■ Exercise goal
Print word for word the first line of the records below and every following line through the one containing "Queued chunk count"; print nothing else.
━━━━━ Provided data ━━━━━
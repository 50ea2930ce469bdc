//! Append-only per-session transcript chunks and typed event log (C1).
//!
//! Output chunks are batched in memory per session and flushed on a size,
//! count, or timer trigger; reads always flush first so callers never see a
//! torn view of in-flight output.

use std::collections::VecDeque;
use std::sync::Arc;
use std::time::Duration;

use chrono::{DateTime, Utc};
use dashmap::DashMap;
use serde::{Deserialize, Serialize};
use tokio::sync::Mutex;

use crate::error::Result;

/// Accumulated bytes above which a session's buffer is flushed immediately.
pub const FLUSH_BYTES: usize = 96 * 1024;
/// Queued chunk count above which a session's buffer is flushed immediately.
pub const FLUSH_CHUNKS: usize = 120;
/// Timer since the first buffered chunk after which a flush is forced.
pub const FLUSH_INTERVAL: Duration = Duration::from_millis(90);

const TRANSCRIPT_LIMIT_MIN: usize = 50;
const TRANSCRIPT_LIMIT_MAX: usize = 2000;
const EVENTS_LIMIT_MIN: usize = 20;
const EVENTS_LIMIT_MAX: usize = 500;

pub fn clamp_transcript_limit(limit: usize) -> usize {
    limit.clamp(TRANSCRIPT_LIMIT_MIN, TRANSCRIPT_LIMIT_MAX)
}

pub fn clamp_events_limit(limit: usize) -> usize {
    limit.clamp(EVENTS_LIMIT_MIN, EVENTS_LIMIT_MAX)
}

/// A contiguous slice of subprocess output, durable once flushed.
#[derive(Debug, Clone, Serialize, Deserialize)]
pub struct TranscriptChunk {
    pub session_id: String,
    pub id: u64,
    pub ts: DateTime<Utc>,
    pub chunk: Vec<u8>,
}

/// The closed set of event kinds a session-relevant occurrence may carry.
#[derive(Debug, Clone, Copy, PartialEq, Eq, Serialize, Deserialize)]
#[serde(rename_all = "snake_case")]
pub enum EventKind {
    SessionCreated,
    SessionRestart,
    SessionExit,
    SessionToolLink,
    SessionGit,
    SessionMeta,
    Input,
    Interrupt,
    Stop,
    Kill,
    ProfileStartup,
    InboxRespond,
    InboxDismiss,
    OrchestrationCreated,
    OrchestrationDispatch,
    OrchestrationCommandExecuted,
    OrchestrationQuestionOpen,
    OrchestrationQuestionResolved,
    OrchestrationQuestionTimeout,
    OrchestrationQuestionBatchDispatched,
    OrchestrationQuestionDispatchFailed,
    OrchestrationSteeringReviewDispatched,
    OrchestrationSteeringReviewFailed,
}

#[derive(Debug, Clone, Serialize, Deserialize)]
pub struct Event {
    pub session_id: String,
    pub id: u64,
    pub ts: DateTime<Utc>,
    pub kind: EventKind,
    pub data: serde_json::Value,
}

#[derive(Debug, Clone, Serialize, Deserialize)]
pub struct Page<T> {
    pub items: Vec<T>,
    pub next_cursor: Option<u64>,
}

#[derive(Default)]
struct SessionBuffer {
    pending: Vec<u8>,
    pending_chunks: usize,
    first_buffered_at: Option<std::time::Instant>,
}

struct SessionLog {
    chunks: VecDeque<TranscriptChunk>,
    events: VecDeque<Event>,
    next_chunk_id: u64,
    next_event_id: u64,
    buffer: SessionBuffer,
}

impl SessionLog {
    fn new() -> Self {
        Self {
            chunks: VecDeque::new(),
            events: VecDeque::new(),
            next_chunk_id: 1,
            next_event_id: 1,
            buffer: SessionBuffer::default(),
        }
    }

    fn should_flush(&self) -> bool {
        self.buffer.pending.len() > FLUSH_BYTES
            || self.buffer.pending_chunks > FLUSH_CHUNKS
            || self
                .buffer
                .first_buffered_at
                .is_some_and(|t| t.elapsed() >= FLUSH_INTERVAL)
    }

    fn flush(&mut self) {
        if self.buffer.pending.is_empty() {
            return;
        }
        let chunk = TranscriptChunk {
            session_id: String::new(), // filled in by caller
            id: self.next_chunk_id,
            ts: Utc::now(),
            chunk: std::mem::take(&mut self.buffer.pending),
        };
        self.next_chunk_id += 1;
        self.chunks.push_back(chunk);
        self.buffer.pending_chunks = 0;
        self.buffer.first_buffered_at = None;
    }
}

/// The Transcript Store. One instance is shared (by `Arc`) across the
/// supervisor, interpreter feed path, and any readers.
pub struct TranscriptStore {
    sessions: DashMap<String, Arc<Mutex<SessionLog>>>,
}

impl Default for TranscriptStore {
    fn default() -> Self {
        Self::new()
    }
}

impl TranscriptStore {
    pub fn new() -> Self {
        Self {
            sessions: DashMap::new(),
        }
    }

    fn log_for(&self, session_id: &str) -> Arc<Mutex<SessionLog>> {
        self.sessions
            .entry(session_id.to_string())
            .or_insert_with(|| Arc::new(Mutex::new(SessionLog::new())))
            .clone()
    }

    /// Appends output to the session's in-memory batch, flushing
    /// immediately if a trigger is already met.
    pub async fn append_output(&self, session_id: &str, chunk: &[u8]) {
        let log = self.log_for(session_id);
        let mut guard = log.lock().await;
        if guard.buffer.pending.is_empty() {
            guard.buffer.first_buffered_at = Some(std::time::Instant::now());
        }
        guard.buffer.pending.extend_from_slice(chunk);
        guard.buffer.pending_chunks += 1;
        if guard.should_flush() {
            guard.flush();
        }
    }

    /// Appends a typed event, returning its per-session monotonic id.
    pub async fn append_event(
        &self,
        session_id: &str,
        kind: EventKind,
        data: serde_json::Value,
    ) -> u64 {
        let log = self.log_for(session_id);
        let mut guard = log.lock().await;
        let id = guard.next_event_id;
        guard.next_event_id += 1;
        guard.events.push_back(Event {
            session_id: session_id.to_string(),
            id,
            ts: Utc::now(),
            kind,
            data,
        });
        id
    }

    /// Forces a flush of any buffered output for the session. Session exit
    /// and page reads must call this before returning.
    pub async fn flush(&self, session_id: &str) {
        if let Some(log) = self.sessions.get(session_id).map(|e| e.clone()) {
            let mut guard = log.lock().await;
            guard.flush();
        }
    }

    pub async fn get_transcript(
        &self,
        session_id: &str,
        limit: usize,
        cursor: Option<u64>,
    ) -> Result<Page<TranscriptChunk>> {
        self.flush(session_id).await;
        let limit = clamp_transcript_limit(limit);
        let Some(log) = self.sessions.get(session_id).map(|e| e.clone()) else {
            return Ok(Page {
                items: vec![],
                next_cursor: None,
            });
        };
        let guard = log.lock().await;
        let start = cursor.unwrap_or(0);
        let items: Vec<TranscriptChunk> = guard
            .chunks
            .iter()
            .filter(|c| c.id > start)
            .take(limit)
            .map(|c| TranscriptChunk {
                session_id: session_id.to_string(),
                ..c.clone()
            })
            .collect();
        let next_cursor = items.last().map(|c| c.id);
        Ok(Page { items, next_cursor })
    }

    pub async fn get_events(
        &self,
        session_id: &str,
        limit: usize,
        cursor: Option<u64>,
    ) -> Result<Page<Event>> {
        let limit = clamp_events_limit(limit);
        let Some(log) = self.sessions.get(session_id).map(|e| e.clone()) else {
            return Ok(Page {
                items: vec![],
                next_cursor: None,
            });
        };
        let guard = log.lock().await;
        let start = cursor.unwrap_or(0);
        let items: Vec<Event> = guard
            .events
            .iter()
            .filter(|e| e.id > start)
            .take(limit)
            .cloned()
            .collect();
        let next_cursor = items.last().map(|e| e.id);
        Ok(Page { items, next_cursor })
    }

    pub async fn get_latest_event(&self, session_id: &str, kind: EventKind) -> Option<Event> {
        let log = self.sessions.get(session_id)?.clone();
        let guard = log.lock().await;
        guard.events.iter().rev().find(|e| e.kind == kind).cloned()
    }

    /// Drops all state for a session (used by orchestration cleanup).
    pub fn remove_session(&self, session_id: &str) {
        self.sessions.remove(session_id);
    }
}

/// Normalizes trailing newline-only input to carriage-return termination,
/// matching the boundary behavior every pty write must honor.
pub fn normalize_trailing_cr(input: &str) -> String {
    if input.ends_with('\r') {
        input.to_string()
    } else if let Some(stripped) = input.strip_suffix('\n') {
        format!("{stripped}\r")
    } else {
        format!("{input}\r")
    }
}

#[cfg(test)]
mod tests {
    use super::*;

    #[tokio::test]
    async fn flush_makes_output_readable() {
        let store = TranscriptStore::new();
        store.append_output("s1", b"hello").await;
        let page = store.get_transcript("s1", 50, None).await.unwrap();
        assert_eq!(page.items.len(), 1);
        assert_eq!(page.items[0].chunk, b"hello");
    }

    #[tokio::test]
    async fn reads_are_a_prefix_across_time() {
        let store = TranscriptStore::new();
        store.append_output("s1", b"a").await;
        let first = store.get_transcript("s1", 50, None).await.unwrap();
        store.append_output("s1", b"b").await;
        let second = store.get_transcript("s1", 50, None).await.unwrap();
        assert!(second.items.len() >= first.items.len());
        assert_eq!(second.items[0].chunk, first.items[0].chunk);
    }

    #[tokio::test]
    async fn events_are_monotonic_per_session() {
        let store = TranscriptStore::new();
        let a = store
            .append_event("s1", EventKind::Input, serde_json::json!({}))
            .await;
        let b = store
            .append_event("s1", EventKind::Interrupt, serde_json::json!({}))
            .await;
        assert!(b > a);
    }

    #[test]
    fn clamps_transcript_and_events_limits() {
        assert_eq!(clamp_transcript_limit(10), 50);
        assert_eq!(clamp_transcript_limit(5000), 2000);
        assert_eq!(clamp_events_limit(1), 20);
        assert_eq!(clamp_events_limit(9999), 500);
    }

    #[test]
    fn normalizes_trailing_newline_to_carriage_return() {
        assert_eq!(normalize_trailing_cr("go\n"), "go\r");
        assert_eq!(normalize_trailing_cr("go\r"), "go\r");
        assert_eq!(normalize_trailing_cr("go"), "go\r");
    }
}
━━━━━
■ Result of the task
repository 50ea2930ce469bdc
//! Append-only per-session transcript chunks and typed event log (C1).
//!
//! Output chunks are batched in memory per session and flushed on a size,
//! count, or timer trigger; reads always flush first so callers never see a
//! torn view of in-flight output.

use std::collections::VecDeque;
use std::sync::Arc;
use std::time::Duration;

use chrono::{DateTime, Utc};
use dashmap::DashMap;
use serde::{Deserialize, Serialize};
use tokio::sync::Mutex;

use crate::error::Result;

/// Accumulated bytes above which a session's buffer is flushed immediately.
pub const FLUSH_BYTES: usize = 96 * 1024;
/// Queued chunk count above which a session's buffer is flushed immediately.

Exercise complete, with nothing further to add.